One way of envisaging the ultimate outcome of these de-coupling tendencies together is that if basically everything gets decoupled from gender, gender will thereby lose its significance. That’s not to deny that right now gender is very important to a lot of people, which is perfectly legitimate and which I am in no way trying to criticise. But I think respecting people’s individual gender feelings regardless of their assigned gender may well tend, in the long run, to reduce the importance of gender for everyone. All of these things move us towards a genderless society, where knowing how someone dresses and what job they do tells you nothing about who they’re attracted to and what genitals they have.

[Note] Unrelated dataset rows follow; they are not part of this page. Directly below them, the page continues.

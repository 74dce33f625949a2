mod cli;
mod commands;
mod error;
mod output;

use std::process::ExitCode;

use clap::Parser;
use tracing_subscriber::prelude::*;
use tracing_subscriber::{fmt, EnvFilter};

use crate::cli::Cli;
use crate::error::CliError;

/// Selects `json` or `text` log lines on stderr.
const LOG_FORMAT_ENV: &str = "CBR_RATES_LOG_FORMAT";

#[tokio::main]
async fn main() -> ExitCode {
    init_tracing();

    match run().await {
        Ok(()) => ExitCode::SUCCESS,
        Err(error) => {
            eprintln!("error: {error}");
            ExitCode::from(error.exit_code())
        }
    }
}

async fn run() -> Result<(), CliError> {
    let cli = Cli::parse();

    let result = commands::run(&cli).await?;
    output::render(&result, cli.format, cli.pretty)
}

fn init_tracing() {
    let log_format = std::env::var(LOG_FORMAT_ENV).unwrap_or_else(|_| "text".to_string());
    let filter = EnvFilter::try_from_default_env().unwrap_or_else(|_| EnvFilter::new("warn"));
    let registry = tracing_subscriber::registry().with(filter);

    if log_format.eq_ignore_ascii_case("json") {
        registry
            .with(fmt::layer().json().with_writer(std::io::stderr))
            .init();
    } else {
        registry
            .with(fmt::layer().with_target(true).with_writer(std::io::stderr))
            .init();
    }
}
//! Fetcher configuration with environment overrides.

/// Daily rates endpoint (English currency names).
pub const DEFAULT_BASE_URL: &str = "http://www.cbr.ru/scripts/XML_daily_eng.asp";

/// Timeout budget handed to the transport for each request.
pub const DEFAULT_TIMEOUT_MS: u64 = 5_000;

pub const BASE_URL_ENV: &str = "CBR_RATES_BASE_URL";
pub const TIMEOUT_MS_ENV: &str = "CBR_RATES_TIMEOUT_MS";

/// Where and how the daily document is requested.
#[derive(Debug, Clone, PartialEq, Eq)]
pub struct FetcherConfig {
    pub base_url: String,
    pub timeout_ms: u64,
}

impl Default for FetcherConfig {
    fn default() -> Self {
        Self {
            base_url: String::from(DEFAULT_BASE_URL),
            timeout_ms: DEFAULT_TIMEOUT_MS,
        }
    }
}

impl FetcherConfig {
    /// Defaults overridden by `CBR_RATES_BASE_URL` and `CBR_RATES_TIMEOUT_MS`.
    ///
    /// Empty or unparseable values are ignored.
    pub fn from_env() -> Self {
        Self::from_lookup(|key| std::env::var(key).ok())
    }

    fn from_lookup(lookup: impl Fn(&str) -> Option<String>) -> Self {
        let defaults = Self::default();

        let base_url = lookup(BASE_URL_ENV)
            .map(|value| value.trim().to_string())
            .filter(|value| !value.is_empty())
            .unwrap_or(defaults.base_url);

        let timeout_ms = lookup(TIMEOUT_MS_ENV)
            .and_then(|value| value.trim().parse::<u64>().ok())
            .filter(|value| *value > 0)
            .unwrap_or(defaults.timeout_ms);

        Self {
            base_url,
            timeout_ms,
        }
    }

    pub fn with_base_url(mut self, base_url: impl Into<String>) -> Self {
        self.base_url = base_url.into();
        self
    }

    pub fn with_timeout_ms(mut self, timeout_ms: u64) -> Self {
        self.timeout_ms = timeout_ms;
        self
    }
}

I think in a society like that – where gender has become both much harder to discern, and much less useful to discern – the category is likely to be much less entrenched in people’s minds. At the moment, gender is predictively useful – you can usually categorise someone as a man or a woman quickly and reliably based on a variety of cues, and doing so lets you make high-reliability predictions about many other traits of theirs. In a condition like this, I think most people’s brains are going to identify and employ gender as a pervasive cognitive tool – even if you sincerely believe ‘I support the abolition of gender’, because brains don’t listen to abstract principles very well.
Of course I should stress that plenty of trans people don’t want gender completely dismantled. Presumably plenty of them have no opinion, or are actively conservative. Trans people are just people, with all sorts of beliefs. Trans people are no more obliged to serve as foot-soldiers in an ideological war on traditional gender roles than cis people are. But it’s nice when the things we have reason to do for immediate, simple, ethical reasons also subserve our preferred long-term ideological visions (and I think it can be a red flag when the two are sharply opposed).
A term that I think very nicely expresses the unity of these two goals is ‘gender anarchy’ – playing on the ambiguity of ‘anarchy’ that has always dogged anarchists. In one sense, ‘anarchy’ means free choice for all, the rule of voluntary consent – and in that sense ‘anarchy is order’. In another, more colloquial sense, ‘anarchy’ means chaos and the collapse of order. ‘Gender anarchy’ serves as a nice phrase because you can read it in the former, anarchist-inspired sense, as meaning ‘respect individuals’ gender choices’, or in the latter, menacing sense, as meaning ‘subvert and undermine the coherence of the whole system’. And if I’m right in what I’ve said in this post, doing those two things actually go hand-in-hand.